Between 1999 and 2002, the Alliance went from 7.74 to 1.27 per cent.
Between 2002 and 2005, United Future went from 6.62 to 2.67 per cent.
Between 2005 and 2008, NZ First went from 5.72 to 4.07 per cent. Having consolidated the Centreright vote behind it in 2005, National has not had to govern with the support of any party with a significant number of seats. It instead relies on ‘‘zombie’’ parties based around the retention of one or two electorates but no real national following. Even then, however, comparing these parties’ results between 2008 and 2014 shows a consistent pattern.
ACT has gone from 3.65 to 0.69 per cent.
The Maori Party has gone from 2.39 to 1.43 per cent.
United Future has gone from 0.87 to 0.22 per cent. The difficulty here is what political scientists call the ‘‘unitydistinctiveness’’ dilemma. This refers to the tension of forces that tears minor parties apart when they agree to share power with a larger party.
Picture some medieval criminal being drawn by two horses and you get a rough idea about what this is like.
One of the horses is called ‘‘Unity’’ and pulls the man in the direction of supporting the larger party it has pledged to put in government. This horse is strong because taking responsibility for the governance of the realm means maintaining some measure of communion with the senior partner. How can you justify keeping in power a party that you continually disagree with or attack?
The second horse is called ‘‘Distinctiveness’’ and pulls the man in the direction of retaining the independent identity for the smaller party.
This horse is equally strong because the junior partner’s voters and activists will inevitably be disappointed to see their champions line up to defend compromises at odds with party ideals.
When a small party becomes controlled by the interests and the agenda of the larger one, what’s the justification for its separate existence?
Following the failures of the 1996 to 1998 National-nz First and the 1999-2002 Labour-alliance coalitions, small parties have tried to square the circle by shying away from fully fledged coalition deals with the party of government.
Support is limited to confidence and budgetary votes in exchange for Government support for a few pet projects.
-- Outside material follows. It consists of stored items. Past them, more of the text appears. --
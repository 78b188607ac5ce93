use std::sync::Arc;

use super::*;
use crate::assets::color::Color;
use crate::render::raster::Raster;

fn fancy() -> TextEffects {
    let mut e = TextEffects::default();
    e.fill_color = Color::rgb(10, 20, 30);
    e.outline.enabled = true;
    e.outline.width = 4.0;
    e.pattern.enabled = true;
    e.pattern.scale = 0.5;
    e.pattern.image = Some(Arc::new(Raster::filled(2, 2, [0, 128, 0, 255])));
    e
}

fn temp_file(tag: &str) -> PathBuf {
    std::env::temp_dir().join(format!(
        "caption-art-presets-{tag}-{}.json",
        std::process::id()
    ))
}

fn exercise(store: &mut dyn PresetStore) {
    assert!(store.list().unwrap().is_empty());
    assert_eq!(store.load("missing").unwrap(), None);

    store.save("zeta", &TextEffects::default()).unwrap();
    store.save(" alpha ", &fancy()).unwrap();
    assert_eq!(store.list().unwrap(), vec!["alpha", "zeta"]);
    assert_eq!(store.load("alpha").unwrap(), Some(fancy()));

    store.save("alpha", &TextEffects::default()).unwrap();
    assert_eq!(store.load("alpha").unwrap(), Some(TextEffects::default()));

    assert!(store.delete("zeta").unwrap());
    assert!(!store.delete("zeta").unwrap());
    assert_eq!(store.list().unwrap(), vec!["alpha"]);

    assert!(store.save("  ", &fancy()).is_err());
}

#[test]
fn memory_store_contract() {
    exercise(&mut MemoryPresetStore::new());
}

#[test]
fn json_file_store_contract() {
    let path = temp_file("contract");
    let _ = std::fs::remove_file(&path);
    exercise(&mut JsonFilePresetStore::new(&path));
    let _ = std::fs::remove_file(&path);
}

#[test]
fn json_file_is_shared_and_keeps_patterns() {
    let path = temp_file("shared");
    let mut a = JsonFilePresetStore::new(&path);
    a.save("look", &fancy()).unwrap();

    let b = JsonFilePresetStore::new(&path);
    let loaded = b.load("look").unwrap().unwrap();
    assert_eq!(loaded.pattern.image.as_deref(), fancy().pattern.image.as_deref());

    let text = std::fs::read_to_string(&path).unwrap();
    assert!(text.contains("data:image/png;base64,"));
    let _ = std::fs::remove_file(&path);
}

#[test]
fn json_file_rejects_unknown_versions() {
    let path = temp_file("version");
    std::fs::write(&path, r#"{"version":9,"presets":{}}"#).unwrap();
    assert!(JsonFilePresetStore::new(&path).list().is_err());
    let _ = std::fs::remove_file(&path);
}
Smaller party MPS are allocated less consequential ministerial jobs and remain outside of Cabinet which, in theory, allows them to attack Government initiatives that fall outside their portfolios.
But this hasn’t worked, of course, as evidenced by the carnage listed above.
In any event, the Greens don’t seem to have an appetite for the ‘‘in the Government, but not of the Government’’ conceit of recent years.
From the signing of the Memorandum of Understanding last year, to the ‘‘Best Friends Forever’’ strategy, to having Andrew Little at its conference, to contesting the Mt Albert byelection, it’s pretty clear that the Greens want to be part of a solid coalition rather than an artificial add-on to a Labour Government.
This was the approach that the Liberal Democrats took to the coalition government that ruled Great Britain from 2010 to 2015. When its poll ratings tanked, it responded by touting its ability to infuse the Government with a liberal agenda, reasoning that voters would appreciate its constructiveness and cohesion in government.
They didn’t. The Liberal Democrats went into coalition with 57 seats and won just seven at the next election. Like so many smaller parties, the effect of being in government was toxic to their voter appeal.
There has been some suggestion that, if push comes to shove, Little may spurn the Greens for NZ First. Having been jilted at the altar twice before, this would be the occasion for much angst for Green MPS.
But as hard as it would be to take, maybe it would be the best thing that could happen to them.